After years of mainly elbow and finger pains I had to stop. I never understood how the other guys I worked with didn’t complain about the pain that I associated with the job.

It got to the point that I couldn’t even play darts because of the constant pain in my elbows.

I don’t remember when I first noticed the psoriasis, I didn’t suffer much but it was there, on my elbow, wrist, scalp and other unmentionable areas, I’d put on a moisturizer and live with it.

One autumn in the mid 1990s I was clearing leaves when I got sausage fingers.

Again I blamed the job, “It must be the repetitive strain.” I strapped the fingers together and tried to carry on work.
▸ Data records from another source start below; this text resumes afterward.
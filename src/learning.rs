// File: src/learning.rs
use crate::core::alphabet::MINIMUM_STRING_LENGTH;
use crate::core::normalizer::StringNormalizer;
use crate::core::types::TrigramCounts;
use crate::error::{Result, StringsError};

/// Builds trigram counts from sample strings, normalizing each sample the
/// same way candidates are normalized before scoring.
pub struct TrigramLearner {
    counts: TrigramCounts,
    fold_lowercase: bool,
    samples: usize,
}

impl TrigramLearner {
    pub fn new(fold_lowercase: bool) -> Self {
        Self {
            counts: TrigramCounts::new(),
            fold_lowercase,
            samples: 0,
        }
    }

    /// Adds `weight` occurrences of one sample. Samples too short to score
    /// are ignored; returns whether the sample was counted. A sample that
    /// would overflow the total is refused whole.
    pub fn learn(&mut self, sample: &str, weight: u64) -> Result<bool> {
        let codes = StringNormalizer::normalize(sample, self.fold_lowercase).codes;
        let n = codes.len();
        if n < MINIMUM_STRING_LENGTH || weight == 0 {
            return Ok(false);
        }

        // One begin pair, n - 3 interior trigrams and one end pair.
        let added = weight.checked_mul(n as u64 - 1);
        if added.and_then(|added| self.counts.total().checked_add(added)).is_none() {
            return Err(StringsError::CountOverflow(weight));
        }

        let overflow = |_| StringsError::CountOverflow(weight);
        self.counts.add_begin(codes[0], codes[1], weight).map_err(overflow)?;
        for window in codes[1..].windows(3) {
            self.counts
                .add_trigram(window[0], window[1], window[2], weight)
                .map_err(overflow)?;
        }
        self.counts.add_end(codes[n - 2], codes[n - 1], weight).map_err(overflow)?;

        self.samples += 1;
        Ok(true)
    }

    /// Learns every non-empty line with weight 1.
    pub fn learn_corpus(&mut self, corpus: &str) -> Result<usize> {
        let mut learned = 0;
        for line in corpus.lines() {
            if self.learn(line, 1)? {
                learned += 1;
            }
        }
        Ok(learned)
    }

    pub fn samples(&self) -> usize {
        self.samples
    }

    pub fn counts(&self) -> &TrigramCounts {
        &self.counts
    }

    pub fn into_counts(self) -> TrigramCounts {
        self.counts
    }
}
// File: src/scan.rs

/// Default minimum run length for binary extraction.
pub const DEFAULT_MIN_LENGTH: usize = 4;

/// A printable run found in a byte buffer.
#[derive(Debug, Clone, PartialEq, Eq)]
pub struct ExtractedString {
    pub text: String,
    pub offset: usize,
}

#[inline]
fn is_printable(byte: u8) -> bool {
    (0x20..=0x7e).contains(&byte) || byte == b'\t'
}

/// Collects maximal runs of printable ASCII (plus tab) that are at least
/// `min_length` bytes long, each tagged with its starting offset. A
/// `min_length` of 0 means [`DEFAULT_MIN_LENGTH`].
pub fn extract_strings(bytes: &[u8], min_length: usize) -> Vec<ExtractedString> {
    let min_length = if min_length == 0 { DEFAULT_MIN_LENGTH } else { min_length };
    let mut strings = Vec::new();
    let mut start: Option<usize> = None;

    for (i, &byte) in bytes.iter().enumerate() {
        match (is_printable(byte), start) {
            (true, None) => start = Some(i),
            (false, Some(s)) => {
                push_run(&mut strings, bytes, s, i, min_length);
                start = None;
            }
            _ => {}
        }
    }

    if let Some(s) = start {
        push_run(&mut strings, bytes, s, bytes.len(), min_length);
    }

    strings
}

fn push_run(
    out: &mut Vec<ExtractedString>,
    bytes: &[u8],
    start: usize,
    end: usize,
    min_length: usize,
) {
    if end - start >= min_length {
        // Printable bytes are ASCII, so each byte is one char.
        let text = bytes[start..end].iter().map(|&b| b as char).collect();
        out.push(ExtractedString { text, offset: start });
    }
}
This time the pain became so intense I had to see the doctor.

After a blood test I was referred to the rheumatologist and diagnosed with PsA. The drugs definitely helped, luckily I don’t seem to suffer side effects.

I got a driving job and carried on working. Sitting in the cab doesn’t help the back, I developed lower back pain, neck pain and when the pain in my wrist got so bad I couldn’t release the hand brake I had to give up working.

This year I have had possibly my worst few months since I was first diagnosed. The elbow pain is back with a vengeance, now I have chronic foot pains, and awful osteoarthritis in my knees. I get pain that hits hard then subsides in various joints.

I retired from working 6 years ago at the age of 52, due to my health.

Honestly I didn’t realise how sad I look until I wrote this down.